2014/10/14

Dia 1979

Eu não entendia sabe? Eu não sabia dar um porque ou então dar um jeito de fazer acontecer. Havia perdido noites de sono pensando no que fazer e não achei nenhuma saída. "Vou tentar mais uma vez, da próxima já era" pensava...
O lance é que eu dei muitas próximas vezes. Mas eu também era um idiota então não podia exigir muito. Mas mesmo assim, uma hora chegou e os mundos não se pertenciam mais. E a única defesa que eu tive foi terminar tudo. Bem ela aceitou tudo de inicio aparentemente muito bem. Quando caiu a ficha sobre como é fácil arranjar companhia por ai é que começou a bater o desespero. 
E por algum tempo eu quis esquecer ela entende? Eu queria poder sentar e dizer "esta tudo bem agora". Mas amor, muitas vezes é como um câncer que mesmo que tiramos o pedaço contaminado ele já tomou conta de tudo e não há mais volta. Dai você pensa 'Nossa, que coisa horrível ele comparando amor á uma coisa tão ruim." Na verdade não. Pergunte á um paciente com câncer, quais seus valores hoje e antes de descobrir o câncer. Um paciente com câncer teve contato com o verdadeiro, com o que fica realmente e o que vale a pena até o fim. É o que o amor verdadeiro ensina aquelas que sabem enxergar isso - o que realmente vale.
Bem, quando eu fui embora e não queria mais dar as caras ela sempre voltava. E ela vinha e eu mandava ela embora, sempre nessa ordem. Eu destratava ela o que foi meu maior pecado cometido até hoje. Me arrependo disso. Acho que é a primeira vez que falo sobre isso, aqui, nessas linhas tortas esquecidas por Deus.
Ela vinha sempre aqui. Os dias que eu voltava pra casa e via onde ela se sentava, aquele lugar normal sem a presença dela me dava vazio. Sim, me dava vazio. Era como cair pra dentro sem nenhuma corda pra se segurar. 

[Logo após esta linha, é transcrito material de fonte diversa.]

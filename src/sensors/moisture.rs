//! Capacitive soil moisture probe.
//!
//! The probe sits in the pot and is read through ADC1 channel 4
//! (GPIO32) as a raw 12-bit count.  Counts *increase* with moisture;
//! the calibration anchors live in [`crate::config`]
//! ([`MOISTURE_DRY_COUNTS`](crate::config::MOISTURE_DRY_COUNTS) /
//! [`MOISTURE_WET_COUNTS`](crate::config::MOISTURE_WET_COUNTS)).
//!
//! ## Dual-target design
//!
//! On ESP-IDF: one-shot ADC conversions via hw_init helpers.
//! On host/test: reads a sim atomic, settable from test code.

#[cfg(not(target_os = "espidf"))]
use core::sync::atomic::{AtomicU16, Ordering};

#[cfg(target_os = "espidf")]
use crate::drivers::hw_init;
#[cfg(target_os = "espidf")]
use crate::pins;

/// Host-side stand-in, defaults to a damp-but-not-watered reading.
#[cfg(not(target_os = "espidf"))]
static SIM_MOISTURE_RAW: AtomicU16 = AtomicU16::new(2400);

#[cfg(not(target_os = "espidf"))]
pub fn sim_set_moisture_raw(raw: u16) {
    SIM_MOISTURE_RAW.store(raw, Ordering::Relaxed);
}

pub struct MoistureProbe {
    last_raw: u16,
}

impl MoistureProbe {
    pub fn new() -> Self {
        Self { last_raw: 0 }
    }

    /// One raw conversion.  Callers aggregate several of these through
    /// a median filter; a single read is too noisy to act on.
    pub fn read_raw(&mut self) -> u16 {
        self.last_raw = self.sample_once();
        self.last_raw
    }

    pub fn last_raw(&self) -> u16 {
        self.last_raw
    }

    #[cfg(target_os = "espidf")]
    fn sample_once(&self) -> u16 {
        hw_init::adc1_read(pins::MOISTURE_ADC_CHANNEL)
    }

    #[cfg(not(target_os = "espidf"))]
    fn sample_once(&self) -> u16 {
        SIM_MOISTURE_RAW.load(Ordering::Relaxed)
    }
}

impl Default for MoistureProbe {
    fn default() -> Self {
        Self::new()
    }
}
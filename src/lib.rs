//! PlantWater firmware library.
//!
//! Exposes the pure-logic modules for integration testing and external
//! inspection. All ESP-IDF-specific code is guarded by
//! `#[cfg(target_os = "espidf")]` within each module.

#![deny(unused_must_use)]

pub mod app;
pub mod config;
pub mod fsm;
pub mod median;
pub mod protocol;
pub mod safety;
pub mod sensors;
pub mod store;

pub mod error;
pub mod pins;

// ESP-IDF-facing modules; the hardware implementations inside are
// guarded by cfg attributes so host builds see only the sim halves.
pub mod adapters;
pub mod drivers;
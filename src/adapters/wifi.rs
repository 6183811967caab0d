//! WiFi station bring-up.
//!
//! Credentials are compiled in (the build environment stands in for the
//! menuconfig step of the IDF original). The ESP-IDF driver handles
//! reconnection after the initial association; this module only brings
//! the station up far enough for MQTT to take over.
//!
//! Only built for `target_os = "espidf"`.

#[cfg(target_os = "espidf")]
mod espidf {
    use esp_idf_svc::eventloop::EspSystemEventLoop;
    use esp_idf_svc::hal::modem::Modem;
    use esp_idf_svc::nvs::EspDefaultNvsPartition;
    use esp_idf_svc::wifi::{
        AuthMethod, BlockingWifi, ClientConfiguration, Configuration, EspWifi,
    };
    use log::{info, warn};

    use crate::error::{CommsError, Error, Result};

    /// Builds the station driver and blocks until DHCP has an address.
    pub fn connect_station(
        modem: Modem,
        sysloop: EspSystemEventLoop,
        nvs_partition: EspDefaultNvsPartition,
        ssid: &str,
        password: &str,
    ) -> Result<BlockingWifi<EspWifi<'static>>> {
        let esp_wifi =
            EspWifi::new(modem, sysloop.clone(), Some(nvs_partition)).map_err(comms_err)?;
        let mut wifi = BlockingWifi::wrap(esp_wifi, sysloop).map_err(comms_err)?;

        let conf = Configuration::Client(ClientConfiguration {
            ssid: ssid.try_into().map_err(|()| {
                warn!("ssid longer than 32 bytes");
                Error::Comms(CommsError::WifiConnectFailed)
            })?,
            password: password.try_into().map_err(|()| {
                warn!("password longer than 64 bytes");
                Error::Comms(CommsError::WifiConnectFailed)
            })?,
            auth_method: if password.is_empty() {
                AuthMethod::None
            } else {
                AuthMethod::WPA2Personal
            },
            ..ClientConfiguration::default()
        });

        wifi.set_configuration(&conf).map_err(comms_err)?;
        wifi.start().map_err(comms_err)?;
        info!("wifi started, associating with '{ssid}'");

        wifi.connect().map_err(comms_err)?;
        wifi.wait_netif_up().map_err(comms_err)?;

        match wifi.wifi().sta_netif().get_ip_info() {
            Ok(ip) => info!("wifi up, ip={}", ip.ip),
            Err(e) => warn!("wifi up, ip query failed: {e}"),
        }

        Ok(wifi)
    }

    fn comms_err(e: esp_idf_svc::sys::EspError) -> Error {
        warn!("wifi bring-up failed: {e}");
        Error::Comms(CommsError::WifiConnectFailed)
    }
}

#[cfg(target_os = "espidf")]
pub use espidf::connect_station;
mod app;
mod choropleth;
mod console;
mod controls;
mod engine;
mod interaction;
mod legend;
mod mapbox;
mod remote_config;
mod state;

use leptos::mount::mount_to;
use std::any::Any;
use std::cell::RefCell;
use wasm_bindgen::JsCast;

thread_local! {
    static APP_MOUNT_HANDLE: RefCell<Option<Box<dyn Any>>> = RefCell::new(None);
}

fn main() {
    console_error_panic_hook::set_once();
    let Some(window) = web_sys::window() else {
        return;
    };
    let Some(document) = window.document() else {
        return;
    };
    let mount_target = document
        .get_element_by_id("app")
        .and_then(|node| node.dyn_into::<web_sys::HtmlElement>().ok())
        .or_else(|| document.body());
    let Some(target) = mount_target else {
        return;
    };

    APP_MOUNT_HANDLE.with(move |slot| {
        let _old = slot.borrow_mut().take();
        let handle = mount_to(target, app::App);
        *slot.borrow_mut() = Some(Box::new(handle));
    });

    // The page is rendered synchronously above, so the map container exists.
    app::start_map();
}
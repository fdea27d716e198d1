use std::sync::Arc;

use income_map_shared::MapConfig;

#[derive(Clone)]
pub struct AppState {
    pub map_config: Arc<MapConfig>,
    pub static_dir: Arc<str>,
}

impl AppState {
    pub fn new(map_config: MapConfig, static_dir: &str) -> Self {
        Self {
            map_config: Arc::new(map_config),
            static_dir: Arc::from(static_dir),
        }
    }
}
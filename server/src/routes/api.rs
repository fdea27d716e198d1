use axum::Json;
use axum::extract::State;
use axum::http::header;
use axum::response::IntoResponse;

use crate::state::AppState;

pub async fn health(State(state): State<AppState>) -> Json<serde_json::Value> {
    Json(serde_json::json!({
        "status": "ok",
        "tokenConfigured": state.map_config.has_access_token(),
    }))
}

/// Runtime map settings for the browser. Never cached so a token rotation
/// reaches clients on their next load.
pub async fn get_config(State(state): State<AppState>) -> impl IntoResponse {
    (
        [(header::CACHE_CONTROL, "no-store")],
        Json(state.map_config.as_ref().clone()),
    )
}
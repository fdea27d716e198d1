use std::cell::Cell;

use income_map_shared::MapConfig;
use income_map_shared::style::{fill_opacity_expression, initial_fill_paint};

use crate::engine::{FillLayer, MapEngine, VectorSource};

/// What a configuration pass actually changed.
#[derive(Debug, Clone, Copy, PartialEq, Eq)]
pub enum ApplyOutcome {
    Added,
    AlreadyPresent,
}

/// Declares the income source and its fill layer on the engine.
#[derive(Debug, Clone)]
pub struct ChoroplethConfigurator {
    source_id: String,
    layer_id: String,
    source_layer: String,
    tileset_url: String,
    ramp_installed: Cell<bool>,
}

impl ChoroplethConfigurator {
    pub fn new(config: &MapConfig) -> Self {
        Self {
            source_id: config.source_id.clone(),
            layer_id: config.layer_id.clone(),
            source_layer: config.source_layer.clone(),
            tileset_url: config.tileset_url.clone(),
            ramp_installed: Cell::new(false),
        }
    }

    pub fn layer_id(&self) -> &str {
        &self.layer_id
    }

    fn fill_layer(&self) -> FillLayer {
        FillLayer {
            id: self.layer_id.clone(),
            kind: "fill",
            source: self.source_id.clone(),
            source_layer: self.source_layer.clone(),
            paint: initial_fill_paint(),
        }
    }

    /// Registers the source and layer, then installs the zoom opacity ramp.
    ///
    /// Safe to call on every style load: existing source and layer are left
    /// alone instead of tripping the engine's duplicate-id errors. A ramp that
    /// failed to install is retried on the next call.
    pub fn apply<E: MapEngine>(&self, engine: &E) -> Result<ApplyOutcome, String> {
        let mut added = false;
        if !engine.has_source(&self.source_id) {
            engine.add_source(&self.source_id, &VectorSource::new(&self.tileset_url))?;
            added = true;
        }
        if !engine.has_layer(&self.layer_id) {
            engine.add_layer(&self.fill_layer())?;
            self.ramp_installed.set(false);
            added = true;
        }
        if !self.ramp_installed.get() {
            engine.set_paint_property(&self.layer_id, "fill-opacity", &fill_opacity_expression())?;
            self.ramp_installed.set(true);
            added = true;
        }
        Ok(if added {
            ApplyOutcome::Added
        } else {
            ApplyOutcome::AlreadyPresent
        })
    }
}

#[cfg(test)]
mod tests {
    use super::*;
    use crate::engine::fake::RecordingEngine;
    use serde_json::json;

    #[test]
    fn apply_registers_source_and_layer() {
        let engine = RecordingEngine::default();
        let configurator = ChoroplethConfigurator::new(&MapConfig::default());

        assert_eq!(configurator.apply(&engine), Ok(ApplyOutcome::Added));

        let sources = engine.sources.borrow();
        let source = sources.get("2015-Toronto-Income").expect("source registered");
        assert_eq!(source.kind, "vector");
        assert_eq!(source.url, "mapbox://ryansiu.cg9kiflm");

        let layers = engine.layers.borrow();
        assert_eq!(layers.len(), 1);
        assert_eq!(layers[0].id, "Income-Layer");
        assert_eq!(layers[0].kind, "fill");
        assert_eq!(layers[0].source, "2015-Toronto-Income");
        assert_eq!(layers[0].source_layer, "2015-Toronto-Income-0ngmhw");
        assert_eq!(layers[0].paint["fill-color"][0], "step");
    }

    #[test]
    fn apply_installs_zoom_opacity_ramp() {
        let engine = RecordingEngine::default();
        ChoroplethConfigurator::new(&MapConfig::default())
            .apply(&engine)
            .expect("apply");

        let paint = engine.paint.borrow();
        assert_eq!(paint.len(), 1);
        assert_eq!(paint[0].0, "Income-Layer");
        assert_eq!(paint[0].1, "fill-opacity");
        assert_eq!(
            paint[0].2,
            json!(["interpolate", ["exponential", 1.25], ["zoom"], 10.0, 0.6, 11.0, 1.0])
        );
    }

    #[test]
    fn reapplying_after_style_reload_is_idempotent() {
        let engine = RecordingEngine::default();
        let configurator = ChoroplethConfigurator::new(&MapConfig::default());

        configurator.apply(&engine).expect("first apply");
        assert_eq!(configurator.apply(&engine), Ok(ApplyOutcome::AlreadyPresent));

        assert_eq!(engine.sources.borrow().len(), 1);
        assert_eq!(engine.layers.borrow().len(), 1);
        assert_eq!(engine.paint.borrow().len(), 1);
    }

    #[test]
    fn failed_ramp_is_installed_on_next_apply() {
        let engine = RecordingEngine::default();
        let configurator = ChoroplethConfigurator::new(&MapConfig::default());

        engine.paint_failures.set(1);
        assert!(configurator.apply(&engine).is_err());
        assert_eq!(engine.layers.borrow().len(), 1);
        assert!(engine.paint.borrow().is_empty());

        assert_eq!(configurator.apply(&engine), Ok(ApplyOutcome::Added));
        assert_eq!(engine.layers.borrow().len(), 1);
        let paint = engine.paint.borrow();
        assert_eq!(paint.len(), 1);
        assert_eq!(paint[0].1, "fill-opacity");
    }

    #[test]
    fn layer_serializes_with_engine_keys() {
        let layer = ChoroplethConfigurator::new(&MapConfig::default()).fill_layer();
        let value = serde_json::to_value(&layer).expect("serialize layer");
        assert_eq!(value["type"], "fill");
        assert_eq!(value["source-layer"], "2015-Toronto-Income-0ngmhw");
        assert_eq!(value["paint"]["fill-outline-color"], "white");
    }
}
mod app;
mod config;
mod routes;
mod state;

use tokio::signal;
use tracing_subscriber::EnvFilter;

use crate::state::AppState;

#[tokio::main]
async fn main() {
    tracing_subscriber::fmt()
        .with_env_filter(EnvFilter::try_from_default_env().unwrap_or_else(|_| "info".into()))
        .init();

    let map_config = config::map_config_from_env();
    if !map_config.has_access_token() {
        tracing::warn!("MAPBOX_ACCESS_TOKEN is not set; the map will not load tiles");
    }
    let static_dir = config::static_dir();
    tracing::info!(
        %static_dir,
        style_url = %map_config.style_url,
        tileset_url = %map_config.tileset_url,
        "Serving Toronto income map"
    );

    let state = AppState::new(map_config, &static_dir);
    let app = app::build_app(state);

    let addr = format!("0.0.0.0:{}", config::server_port());
    let listener = match tokio::net::TcpListener::bind(&addr).await {
        Ok(listener) => listener,
        Err(e) => {
            tracing::error!(error = %e, %addr, "failed to bind TCP listener");
            return;
        }
    };
    tracing::info!("Income map server listening on {addr}");

    if let Err(e) = axum::serve(listener, app)
        .with_graceful_shutdown(shutdown_signal())
        .await
    {
        tracing::error!(error = %e, "server failed");
    }

    tracing::info!("Server shut down gracefully");
}

async fn shutdown_signal() {
    let ctrl_c = async {
        if let Err(e) = signal::ctrl_c().await {
            tracing::error!(error = %e, "failed to install Ctrl+C handler");
        }
    };

    #[cfg(unix)]
    let terminate = async {
        let mut sigterm = match signal::unix::signal(signal::unix::SignalKind::terminate()) {
            Ok(sigterm) => sigterm,
            Err(e) => {
                tracing::error!(error = %e, "failed to install SIGTERM handler");
                return;
            }
        };
        sigterm.recv().await;
    };

    #[cfg(not(unix))]
    let terminate = std::future::pending::<()>();

    tokio::select! {
        () = ctrl_c => {},
        () = terminate => {},
    }

    tracing::info!("Shutdown signal received");
}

Quando ela estava lá eu ficava meio catatônico. Eu brigava e mandava ela embora de volta pra casa dela mas na verdade não era isso que eu queria. Eu estava com outra pessoa já, porque como eu disse arranjar companhia é muito fácil. Só que é foda quando você sabe que não vai dar certo aquilo mas quer acreditar que é possível. Você sabe que não vai dar certo, a pessoa sabe que isso não vai dar certo. Todo mundo sabe. Continuar com aquilo era enganar três pessoas: Ela, a pessoa que eu estava e a mim mesmo.

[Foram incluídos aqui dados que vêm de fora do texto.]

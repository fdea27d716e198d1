pub mod camera;
pub mod config;
pub mod feature;
pub mod legend;
pub mod style;

pub use camera::{CameraOptions, LngLat, MapOptions, ScreenPoint};
pub use config::MapConfig;
pub use feature::{Feature, indicator_text, popup_html};
pub use legend::{LegendEntry, legend_entries};
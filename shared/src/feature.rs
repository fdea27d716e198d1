use serde::{Deserialize, Serialize};
use serde_json::{Map, Value};

use crate::style::{IDENTIFIER_ATTRIBUTE, INCOME_ATTRIBUTE};

pub const INDICATOR_PROMPT: &str =
    "Hover your cursor over a CT to see the median income here, or click on it to view the CTUID.";

/// A rendered census tract as returned by a hit-test.
#[derive(Debug, Clone, Default, PartialEq, Serialize, Deserialize)]
pub struct Feature {
    #[serde(default)]
    pub properties: Map<String, Value>,
}

impl Feature {
    pub fn attribute(&self, name: &str) -> Option<&Value> {
        self.properties.get(name)
    }

    pub fn income(&self) -> Option<&Value> {
        self.attribute(INCOME_ATTRIBUTE)
    }

    pub fn ctuid(&self) -> Option<&Value> {
        self.attribute(IDENTIFIER_ATTRIBUTE)
    }
}

/// Renders an attribute the way string concatenation in the page would:
/// whole numbers drop the fraction, very large or small numbers switch to
/// exponent form, strings are verbatim, arrays join their items with commas,
/// objects read `[object Object]` and a missing value reads `undefined`.
pub fn display_attribute(value: Option<&Value>) -> String {
    match value {
        None => "undefined".to_owned(),
        Some(value) => js_string(value),
    }
}

fn js_string(value: &Value) -> String {
    match value {
        Value::Null => "null".to_owned(),
        Value::Bool(b) => b.to_string(),
        Value::String(s) => s.clone(),
        Value::Number(n) => {
            if let Some(i) = n.as_i64() {
                i.to_string()
            } else if let Some(u) = n.as_u64() {
                u.to_string()
            } else {
                js_number(n.as_f64().unwrap_or(f64::NAN))
            }
        }
        Value::Array(items) => items
            .iter()
            .map(|item| match item {
                Value::Null => String::new(),
                item => js_string(item),
            })
            .collect::<Vec<_>>()
            .join(","),
        Value::Object(_) => "[object Object]".to_owned(),
    }
}

fn js_number(f: f64) -> String {
    if f.is_nan() {
        return "NaN".to_owned();
    }
    if f.is_infinite() {
        return if f > 0.0 { "Infinity" } else { "-Infinity" }.to_owned();
    }
    if f == 0.0 {
        return "0".to_owned();
    }
    if f.abs() >= 1e21 || f.abs() < 1e-6 {
        let formatted = format!("{f:e}");
        return match formatted.split_once('e') {
            Some((mantissa, exponent)) if !exponent.starts_with('-') => {
                format!("{mantissa}e+{exponent}")
            }
            _ => formatted,
        };
    }
    if f.fract() == 0.0 {
        format!("{f:.0}")
    } else {
        f.to_string()
    }
}

/// Indicator text for the topmost feature under the cursor, or the prompt
/// when nothing is hovered.
pub fn indicator_text(feature: Option<&Feature>) -> String {
    match feature {
        Some(feature) => format!(
            "It's median household income is ${}",
            display_attribute(feature.income())
        ),
        None => INDICATOR_PROMPT.to_owned(),
    }
}

pub fn popup_html(feature: &Feature) -> String {
    format!("CTUID: {}", display_attribute(feature.ctuid()))
}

- O que você esta fazendo aqui?
- Não sei. Eu só quis vir. 
Ela deu dois passos e me abraçou. Começou a chorar, o choro mais sentido que eu senti em toda a minha vida. Ela derramou todas as lágrimas que eu nunca consegui fazer sair de mim. Eu a abracei de volta, não sabia o que fazer, o que dizer. Nessas horas é melhor não dizer nada mesmo. Com os olhos fechados tudo que eu mais queria era tirar toda a tristeza dela. Como se de alguma forma com a ponta dos dedos eu conseguisse atravessar sua pele e ossos até encostar em seu coração, tomá-lo em minhas mãos e apertasse bem firme até escorrer toda aquela angústia.

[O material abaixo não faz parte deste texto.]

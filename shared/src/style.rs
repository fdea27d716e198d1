use serde_json::{Value, json};

/// Feature attribute holding the tract's median household income.
pub const INCOME_ATTRIBUTE: &str = "COL2";
/// Feature attribute holding the census tract identifier.
pub const IDENTIFIER_ATTRIBUTE: &str = "CTUID";

/// Color for incomes below the first breakpoint.
pub const BASE_COLOR: &str = "#eaeaea";

/// Step breakpoints as (lower bound, color). Each bound is inclusive.
pub const INCOME_BREAKS: [(f64, &str); 4] = [
    (45000.0, "#c7e9c0"),
    (65829.0, "#74c476"),
    (100000.0, "#238b45"),
    (150000.0, "#00441b"),
];

pub const OUTLINE_COLOR: &str = "white";

pub const OPACITY_BASE: f64 = 1.25;
pub const OPACITY_STOPS: [(f64, f64); 2] = [(10.0, 0.6), (11.0, 1.0)];

/// Number of color buckets produced by the step function.
pub const BUCKET_COUNT: usize = INCOME_BREAKS.len() + 1;

/// Colors of every bucket, lowest first.
pub fn bucket_colors() -> [&'static str; BUCKET_COUNT] {
    let mut colors = [BASE_COLOR; BUCKET_COUNT];
    for (slot, (_, color)) in colors.iter_mut().skip(1).zip(INCOME_BREAKS.iter()) {
        *slot = *color;
    }
    colors
}

/// Index of the bucket an income falls into. NaN lands in the base bucket.
pub fn bucket_index(income: f64) -> usize {
    INCOME_BREAKS
        .iter()
        .take_while(|(threshold, _)| income >= *threshold)
        .count()
}

/// Fill color for an income, matching the engine's `step` expression.
pub fn classify_income(income: f64) -> &'static str {
    bucket_colors()[bucket_index(income)]
}

/// `["step", ["get", "COL2"], base, t1, c1, ...]`
pub fn fill_color_expression() -> Value {
    let mut expr = vec![
        json!("step"),
        json!(["get", INCOME_ATTRIBUTE]),
        json!(BASE_COLOR),
    ];
    for (threshold, color) in INCOME_BREAKS {
        expr.push(json!(threshold as u64));
        expr.push(json!(color));
    }
    Value::Array(expr)
}

/// Zoom-driven opacity ramp, exponential with base 1.25.
pub fn fill_opacity_expression() -> Value {
    let mut expr = vec![
        json!("interpolate"),
        json!(["exponential", OPACITY_BASE]),
        json!(["zoom"]),
    ];
    for (zoom, opacity) in OPACITY_STOPS {
        expr.push(json!(zoom));
        expr.push(json!(opacity));
    }
    Value::Array(expr)
}

/// Paint block used when the layer is first added, before the zoom ramp.
pub fn initial_fill_paint() -> Value {
    json!({
        "fill-color": fill_color_expression(),
        "fill-opacity": 1,
        "fill-outline-color": OUTLINE_COLOR,
    })
}

/// Evaluates the opacity ramp at `zoom`, flat outside the outer stops.
pub fn fill_opacity_at(zoom: f64) -> f64 {
    let (lower_zoom, lower_opacity) = OPACITY_STOPS[0];
    let (upper_zoom, upper_opacity) = OPACITY_STOPS[OPACITY_STOPS.len() - 1];
    if zoom <= lower_zoom {
        return lower_opacity;
    }
    if zoom >= upper_zoom {
        return upper_opacity;
    }
    let t = exponential_progress(zoom, lower_zoom, upper_zoom, OPACITY_BASE);
    lower_opacity + (upper_opacity - lower_opacity) * t
}

fn exponential_progress(input: f64, lower: f64, upper: f64, base: f64) -> f64 {
    let span = upper - lower;
    let progress = input - lower;
    if span == 0.0 {
        return 0.0;
    }
    if (base - 1.0).abs() < f64::EPSILON {
        progress / span
    } else {
        (base.powf(progress) - 1.0) / (base.powf(span) - 1.0)
    }
}

#[cfg(test)]
mod tests {
    use super::*;

    fn assert_close(actual: f64, expected: f64) {
        let diff = (actual - expected).abs();
        assert!(
            diff < 1e-9,
            "expected {expected}, got {actual} (diff: {diff})"
        );
    }

    #[test]
    fn breakpoints_strictly_increase() {
        for pair in INCOME_BREAKS.windows(2) {
            assert!(pair[0].0 < pair[1].0, "{pair:?} out of order");
        }
    }

    #[test]
    fn classify_income_bucket_boundaries() {
        assert_eq!(classify_income(0.0), "#eaeaea");
        assert_eq!(classify_income(44999.99), "#eaeaea");
        assert_eq!(classify_income(45000.0), "#c7e9c0");
        assert_eq!(classify_income(65828.0), "#c7e9c0");
        assert_eq!(classify_income(65829.0), "#74c476");
        assert_eq!(classify_income(99999.0), "#74c476");
        assert_eq!(classify_income(100000.0), "#238b45");
        assert_eq!(classify_income(149999.0), "#238b45");
        assert_eq!(classify_income(150000.0), "#00441b");
        assert_eq!(classify_income(2_000_000.0), "#00441b");
    }

    #[test]
    fn negative_and_nan_incomes_use_base_color() {
        assert_eq!(classify_income(-1.0), BASE_COLOR);
        assert_eq!(classify_income(f64::NAN), BASE_COLOR);
    }

    #[test]
    fn fill_color_expression_matches_step_layout() {
        let expected = json!([
            "step",
            ["get", "COL2"],
            "#eaeaea",
            45000,
            "#c7e9c0",
            65829,
            "#74c476",
            100000,
            "#238b45",
            150000,
            "#00441b"
        ]);
        assert_eq!(fill_color_expression(), expected);
    }

    #[test]
    fn fill_opacity_expression_matches_interpolate_layout() {
        let expected = json!([
            "interpolate",
            ["exponential", 1.25],
            ["zoom"],
            10.0,
            0.6,
            11.0,
            1.0
        ]);
        assert_eq!(fill_opacity_expression(), expected);
    }

    #[test]
    fn initial_paint_has_outline_and_full_opacity() {
        let paint = initial_fill_paint();
        assert_eq!(paint["fill-outline-color"], "white");
        assert_eq!(paint["fill-opacity"], 1);
        assert_eq!(paint["fill-color"], fill_color_expression());
    }

    #[test]
    fn opacity_hits_stops_exactly() {
        assert_close(fill_opacity_at(10.0), 0.6);
        assert_close(fill_opacity_at(11.0), 1.0);
    }

    #[test]
    fn opacity_is_flat_outside_stops() {
        assert_close(fill_opacity_at(9.5), 0.6);
        assert_close(fill_opacity_at(0.0), 0.6);
        assert_close(fill_opacity_at(12.5), 1.0);
    }

    #[test]
    fn opacity_is_monotonic_between_stops() {
        let mut previous = fill_opacity_at(10.0);
        for step in 1..=100 {
            let zoom = 10.0 + step as f64 / 100.0;
            let current = fill_opacity_at(zoom);
            assert!(
                current >= previous,
                "opacity dropped at zoom {zoom}: {previous} -> {current}"
            );
            previous = current;
        }
    }

    #[test]
    fn opacity_midpoint_follows_exponential_curve() {
        let t = (1.25f64.powf(0.5) - 1.0) / (1.25 - 1.0);
        assert_close(fill_opacity_at(10.5), 0.6 + 0.4 * t);
        assert!(fill_opacity_at(10.5) < 0.8);
    }
}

É foda, aquilo me abalou como se eu tivesse tomado um tiro ou algo do tipo. Depois daquele dia eu sabia o que eu tinha que fazer e eu fiz. Ainda estou aprendendo a não ser tão idiota e ser mais paciente, confiante e intuitivo. 
Uma vez conheci um inglês que disse "Se você quer saber quem mais gosta de você, fique doente. Vai ser a primeira pessoa á aparecer no hospital." Adivinhem só, estou no hospital. Tenho câncer, do tipo irreversível de cura. Ela esta sentada na cabeceira da minha cama lendo alguma matéria de revista. Meu câncer não é do tipo que a gente morre, ou melhor... É, mas a gente continua vivendo. Não é do tipo que a gente tem que tomar remédios, é mais aquele tipo que a gente da bom-dia todo dia e escreve "eu te amo" em letras garrafais por ai. Porque agora eu sei o que é importante. É ela, sempre foi e sempre vai ser... Ela.